En tiempos en que no existían fondos mutuos, en que los depósitos en dólares estaban prohibidos y que las otras operaciones bancarias parecían privilegio de las grandes fortunas, solamente quedaban para los estratos C2 hacia abajo: la «libreta de la Caja de Ahorros», para juntar dinero para la educación de los hijos que casi siempre venían en números superiores a cuatro; o la inversión en esos objetos de claro valor intrínseco.
Las joyas de familia eran adorno para la dueña de casa y también refugio para recurrir cuando necesidades premiosas lo ameritaban, caso en que se reducían a dinero que servía para pagar los gastos de una larga enfermedad o los estudios universitarios de un hijo. Se la estimaba también por eso, una inversión que nunca se habría liquidado sin un motivo serio y apremiante; jamás habría servido para pagar una gran fiesta, ni siquiera unas justificadas vacaciones.
En los países en desarrollo en nuestra américa morena, según fuera el signo político de los gobernantes, se invirtieron durante el siglo pasado y desde antes parte mayor o menor del ingreso tributario y a veces de los empréstitos fiscales en construcción de obras públicas, plantas industriales o extractivas de materias primas o en creación de empresas de servicios públicos. En nuestro país, aún antes de que se iniciara el fructífero esfuerzo de la Corfo, existían servicios públicos del Estado, algunos tan importantes como los ferrocarriles, orgullo nacional en sus tiempos.
En mayor o en menor, medida también en México con el PR!, en Brasil desde Getulio Vargas, en Argentina desde el Gobierno de Perón, en Perú desde el tiempo de Leguía y más tarde de Velasco Alvarado, ya fuere en un impulso nacionalista, o socializante, el Estado tuvo a su cargo y financió no solamente obras públicas, sino la expropiación de industrias privadas de todo tipo y creó empresas del Estado para atender servicios públicos indispensables.
Estas fueron a nuestro entender las «joyas de familia» de nuestros países, adquiridas con el esfuerzo de todos, puestas después al servicio de todos, pero, especialmente, de una enorme burocracia que sirvió para pagar favores políticos y, en más de una ocasión, para favorecer una desenfrenada corrupción al amparo de las enormes sumas de dinero que ingresaban a estos monopolios estatales cuyas tarifas fijaba el Estado.

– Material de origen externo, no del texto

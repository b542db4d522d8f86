//! Live-network enrichment of example.com.
//!
//! Ignored by default; run with `cargo test -- --ignored`.

use std::sync::Arc;
use std::time::Duration;

use domain_enrich::dns::{DnsRecordType, DnsResolver};
use domain_enrich::initialization::{init_client, init_resolver};
use domain_enrich::ip::IpResolver;
use domain_enrich::rate_limiter::TokioClock;
use domain_enrich::tech::TechClassifier;
use domain_enrich::whois::WhoisResolver;
use domain_enrich::{Config, Enricher, FixedWindowLimiter};

#[tokio::test]
#[ignore] // requires network access
async fn test_enrich_example_com() {
    let config = Config {
        timeout_seconds: 20,
        ..Default::default()
    };
    let client = init_client(&config).expect("HTTP client");
    let resolver = init_resolver().expect("DNS resolver");

    let enricher = Enricher::new(
        Arc::new(WhoisResolver::new(config.call_timeout())),
        Arc::new(DnsResolver::new(resolver)),
        Arc::new(IpResolver::new(Arc::clone(&client), None)),
        Arc::new(TechClassifier::new(client)),
    );
    let limiter = FixedWindowLimiter::new(
        45,
        Duration::from_secs(60),
        Duration::from_secs(1),
        Arc::new(TokioClock),
    );

    let record = enricher.enrich("example.com", &limiter).await;

    assert!(!record.records(DnsRecordType::A).is_empty());
    assert!(record.ip_address.is_some());
    assert_eq!(record.cms, None);
}
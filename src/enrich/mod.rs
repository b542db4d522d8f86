//! Per-domain enrichment.
//!
//! [`Enricher::enrich`] calls the sources in a fixed order and merges their
//! answers into one [`EnrichmentRecord`]:
//!
//! 1. WHOIS: registrar, creation date, secondary fields
//! 2. DNS: records, primary IP, CDN from NS/CNAME
//! 3. IP geolocation, only when DNS produced an IP and only after the
//!    shared limiter admits the call
//! 4. Technology: CMS, payment processors, web server, header CDN hint
//!
//! A failing source leaves its fields absent and adds a failure to the
//! record; enrichment itself never fails. Provider names (host, ISP, CDN,
//! registrar) are normalized before the record is returned.

mod lookup;
mod record;

use std::sync::Arc;

pub use lookup::{DnsLookup, IpLookup, TechLookup, WhoisLookup};
pub use record::EnrichmentRecord;

use crate::normalize::normalize_optional;
use crate::rate_limiter::FixedWindowLimiter;
use crate::tech::is_valid_cms;

/// Runs the enrichment sources for one domain at a time.
#[derive(Clone)]
pub struct Enricher {
    whois: Arc<dyn WhoisLookup>,
    dns: Arc<dyn DnsLookup>,
    ip: Arc<dyn IpLookup>,
    tech: Arc<dyn TechLookup>,
}

impl Enricher {
    pub fn new(
        whois: Arc<dyn WhoisLookup>,
        dns: Arc<dyn DnsLookup>,
        ip: Arc<dyn IpLookup>,
        tech: Arc<dyn TechLookup>,
    ) -> Self {
        Self {
            whois,
            dns,
            ip,
            tech,
        }
    }

    /// Enriches `domain`, which must already be normalized.
    pub async fn enrich(&self, domain: &str, limiter: &FixedWindowLimiter) -> EnrichmentRecord {
        let mut record = EnrichmentRecord::new(domain);

        log::debug!("WHOIS lookup for {}", domain);
        match self.whois.lookup_whois(domain).await {
            Ok(whois) => {
                record.registrar = normalize_optional(whois.registrar);
                record.creation_date = whois.creation_date;
                record.whois = whois.details;
            }
            Err(failure) => record.failures.push(failure),
        }

        log::debug!("DNS lookup for {}", domain);
        let dns = self.dns.resolve_dns(domain).await;
        record.dns_records = dns.records;
        record.ip_address = dns.ip_address;
        record.cdn = dns.cdn;
        record.failures.extend(dns.failures);

        if let Some(ip) = record.ip_address.clone() {
            let waited = limiter.acquire().await;
            if !waited.is_zero() {
                log::debug!("Waited {:?} for an IP lookup permit", waited);
            }
            log::debug!("IP lookup for {} ({})", domain, ip);
            match self.ip.lookup_ip(&ip).await {
                Ok(info) => {
                    record.host_name = normalize_optional(info.host_name);
                    record.isp = normalize_optional(info.isp);
                    record.asn = info.asn;
                    record.country = info.country;
                }
                Err(failure) => record.failures.push(failure),
            }
        } else {
            log::debug!("No A record for {}, skipping IP lookup", domain);
        }

        log::debug!("Technology detection for {}", domain);
        match self.tech.classify_tech(domain).await {
            Ok(tech) => {
                record.cms = tech.cms.filter(|cms| is_valid_cms(Some(cms)));
                record.payment_processors = tech
                    .payment_processors
                    .into_iter()
                    .map(|p| p.trim().to_string())
                    .filter(|p| !p.is_empty())
                    .collect();
                record.technologies = tech.technologies;
                record.web_server = tech.web_server;
                if record.cdn.is_none() {
                    record.cdn = tech.cdn;
                }
            }
            Err(failure) => record.failures.push(failure),
        }

        record.cdn = normalize_optional(record.cdn);

        if !record.failures.is_empty() {
            log::info!(
                "Enriched {} with {} failed lookup(s)",
                domain,
                record.failures.len()
            );
        }
        record
    }
}
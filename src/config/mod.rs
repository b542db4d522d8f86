//! Application configuration and constants.
//!
//! This module provides:
//! - Configuration constants (timeouts, pacing, limits)
//! - HTTP header name constants used by technology detection
//! - CLI option types and parsing

mod constants;
mod headers;
mod types;

// Re-export all constants
pub use constants::*;
pub use headers::*;
pub use types::{Config, LogFormat, LogLevel};
//! Fixed-window limiter for IP geolocation calls.

use std::sync::Arc;
use std::time::Duration;

use tokio::sync::Mutex;
use tokio::time::Instant;

use super::clock::Clock;

#[derive(Debug, Default)]
struct WindowState {
    window_start: Option<Instant>,
    count: u32,
}

/// Admits at most `max_per_window` calls per window.
///
/// The window opens at the first admitted call. When the cap is reached
/// before the window ends, `acquire` sleeps for the rest of the window plus
/// a safety margin and opens a new window. The state lock is held across
/// that sleep, so concurrent callers queue behind it and share one budget.
pub struct FixedWindowLimiter {
    max_per_window: u32,
    window: Duration,
    margin: Duration,
    clock: Arc<dyn Clock>,
    state: Mutex<WindowState>,
}

impl FixedWindowLimiter {
    /// A cap of zero is treated as one call per window.
    pub fn new(
        max_per_window: u32,
        window: Duration,
        margin: Duration,
        clock: Arc<dyn Clock>,
    ) -> Self {
        Self {
            max_per_window: max_per_window.max(1),
            window,
            margin,
            clock,
            state: Mutex::new(WindowState::default()),
        }
    }

    pub fn max_per_window(&self) -> u32 {
        self.max_per_window
    }

    pub fn window(&self) -> Duration {
        self.window
    }

    /// Waits until a call is admitted. Returns how long the caller slept.
    pub async fn acquire(&self) -> Duration {
        let mut state = self.state.lock().await;
        let now = self.clock.now();

        let elapsed = match state.window_start {
            Some(start) => now.saturating_duration_since(start),
            None => {
                state.window_start = Some(now);
                Duration::ZERO
            }
        };

        if elapsed >= self.window {
            state.window_start = Some(now);
            state.count = 0;
        }

        let mut waited = Duration::ZERO;
        if state.count >= self.max_per_window {
            waited = self.window.saturating_sub(elapsed) + self.margin;
            log::info!(
                "IP lookup limit of {} per {:?} reached, sleeping {:?}",
                self.max_per_window,
                self.window,
                waited
            );
            self.clock.sleep(waited).await;
            state.window_start = Some(self.clock.now());
            state.count = 0;
        }

        state.count += 1;
        waited
    }

    /// Calls admitted in the current window.
    pub async fn used(&self) -> u32 {
        self.state.lock().await.count
    }
}
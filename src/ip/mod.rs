//! IP geolocation and hosting lookup.
//!
//! Resolves country, ISP, hosting organization and ASN for the domain's
//! primary IPv4 address. ip-api.com is the default provider; when an IPLocate
//! API key is configured IPLocate answers first and ip-api.com fills whatever
//! it left empty.

mod providers;

use std::sync::Arc;

use serde::{Deserialize, Serialize};

pub use providers::parse_asn;
use providers::{IpApiResponse, IpLocateResponse};

use crate::config::{IPLOCATE_BASE_URL, IP_API_BASE_URL};
use crate::error_handling::{
    categorize_reqwest_error, FailureReason, LookupFailure, LookupOutcome, LookupSource,
};

/// Hosting facts for one IP address. Absent fields stay `None`.
#[derive(Debug, Clone, Default, PartialEq, Eq, Serialize, Deserialize)]
pub struct IpInfo {
    pub country: Option<String>,
    pub isp: Option<String>,
    pub host_name: Option<String>,
    /// AS number without the `AS` prefix
    pub asn: Option<String>,
}

impl IpInfo {
    /// Fills every absent field from `other`.
    pub fn fill_from(&mut self, other: IpInfo) {
        if self.country.is_none() {
            self.country = other.country;
        }
        if self.isp.is_none() {
            self.isp = other.isp;
        }
        if self.host_name.is_none() {
            self.host_name = other.host_name;
        }
        if self.asn.is_none() {
            self.asn = other.asn;
        }
    }

    fn is_complete(&self) -> bool {
        self.country.is_some() && self.isp.is_some() && self.host_name.is_some() && self.asn.is_some()
    }
}

fn ip_failure(reason: FailureReason, message: impl Into<String>) -> LookupFailure {
    LookupFailure::new(LookupSource::Ip, reason, message)
}

/// Looks up hosting details for IP addresses over HTTP.
#[derive(Debug, Clone)]
pub struct IpResolver {
    client: Arc<reqwest::Client>,
    ip_api_base: String,
    iplocate_base: String,
    iplocate_api_key: Option<String>,
}

impl IpResolver {
    pub fn new(client: Arc<reqwest::Client>, iplocate_api_key: Option<String>) -> Self {
        Self {
            client,
            ip_api_base: IP_API_BASE_URL.to_string(),
            iplocate_base: IPLOCATE_BASE_URL.to_string(),
            iplocate_api_key: iplocate_api_key.filter(|k| !k.trim().is_empty()),
        }
    }

    /// Points the providers at other base URLs (mock servers in tests).
    pub fn with_base_urls(
        mut self,
        ip_api_base: impl Into<String>,
        iplocate_base: impl Into<String>,
    ) -> Self {
        self.ip_api_base = ip_api_base.into();
        self.iplocate_base = iplocate_base.into();
        self
    }

    /// Looks up `ip`.
    ///
    /// With an IPLocate key, an IPLocate failure is only logged and ip-api.com
    /// is asked instead; the lookup fails only when no provider answered.
    pub async fn lookup(&self, ip: &str) -> LookupOutcome<IpInfo> {
        let mut info = None;

        if let Some(key) = &self.iplocate_api_key {
            match self.query_iplocate(ip, key).await {
                Ok(found) if found.is_complete() => return Ok(found),
                Ok(found) => info = Some(found),
                Err(e) => log::warn!("IPLocate lookup failed for {}: {}", ip, e),
            }
        }

        match self.query_ip_api(ip).await {
            Ok(fallback) => {
                let mut merged = info.unwrap_or_default();
                merged.fill_from(fallback);
                Ok(merged)
            }
            Err(e) => match info {
                Some(partial) => {
                    log::debug!("ip-api.com could not complete {}: {}", ip, e);
                    Ok(partial)
                }
                None => {
                    log::warn!("IP lookup failed for {}: {}", ip, e);
                    Err(e)
                }
            },
        }
    }

    async fn query_ip_api(&self, ip: &str) -> LookupOutcome<IpInfo> {
        let url = format!("{}/json/{}", self.ip_api_base.trim_end_matches('/'), ip);
        let response = self
            .client
            .get(&url)
            .send()
            .await
            .and_then(|r| r.error_for_status())
            .map_err(|e| ip_failure(categorize_reqwest_error(&e), format!("ip-api.com: {e}")))?;

        let parsed: IpApiResponse = response.json().await.map_err(|e| {
            ip_failure(FailureReason::Malformed, format!("ip-api.com: {e}"))
        })?;

        if !parsed.is_success() {
            let message = parsed.message.unwrap_or_else(|| "status not success".into());
            // "quota" or "private range" come back with HTTP 200
            let reason = if message.to_lowercase().contains("quota") {
                FailureReason::Quota
            } else {
                FailureReason::UpstreamStatus
            };
            return Err(ip_failure(reason, format!("ip-api.com: {message}")));
        }

        Ok(parsed.into_info())
    }

    async fn query_iplocate(&self, ip: &str, key: &str) -> LookupOutcome<IpInfo> {
        let url = format!(
            "{}/api/lookup/{}",
            self.iplocate_base.trim_end_matches('/'),
            ip
        );
        let response = self
            .client
            .get(&url)
            .query(&[("apikey", key)])
            .send()
            .await
            .and_then(|r| r.error_for_status())
            .map_err(|e| ip_failure(categorize_reqwest_error(&e), format!("IPLocate: {e}")))?;

        let parsed: IpLocateResponse = response
            .json()
            .await
            .map_err(|e| ip_failure(FailureReason::Malformed, format!("IPLocate: {e}")))?;
        Ok(parsed.into_info())
    }
}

Cuando esto ocurrió y, sobre todo cuando los Gobiernos Latinoamericanos, desde la década de los ochenta, adhirieron en mayor o menor medida a la economía de mercado, los gobiernos vieron en la venta de estas empresas, algunas de las cuales habían pasado a ser deficitarias por el peso de su burocracia o por fallas de gestión, una fuente de enormes ingresos si se las licitaba internacionalmente, para que organizaciones privadas, que sí sabían administrar y tenían dinero para capitalizarlas, pagaran por ellas cientos o miles de millones de dólares; y así lo hicieron, Chile, Argentina, Brasil, México y ahora Perú, por citar en relativo orden cronológico estas ventas. El proceso fue un éxito y se allegaron el patrimonio de los estados muchos miles de millones de dólares, pero, al revés de las joyas de familia que se vendían con un fin específico y de verdadero provecho, el precio que se obtuvo en el caso de los Estados, fue a los fondos generales de las naciones, generando falsos superávit u ocultando déficits, para que los analistas financieros justificaran nuevos préstamos de organismos internacionales y de la banca privada que crearon la falsa prosperidad de los años 90.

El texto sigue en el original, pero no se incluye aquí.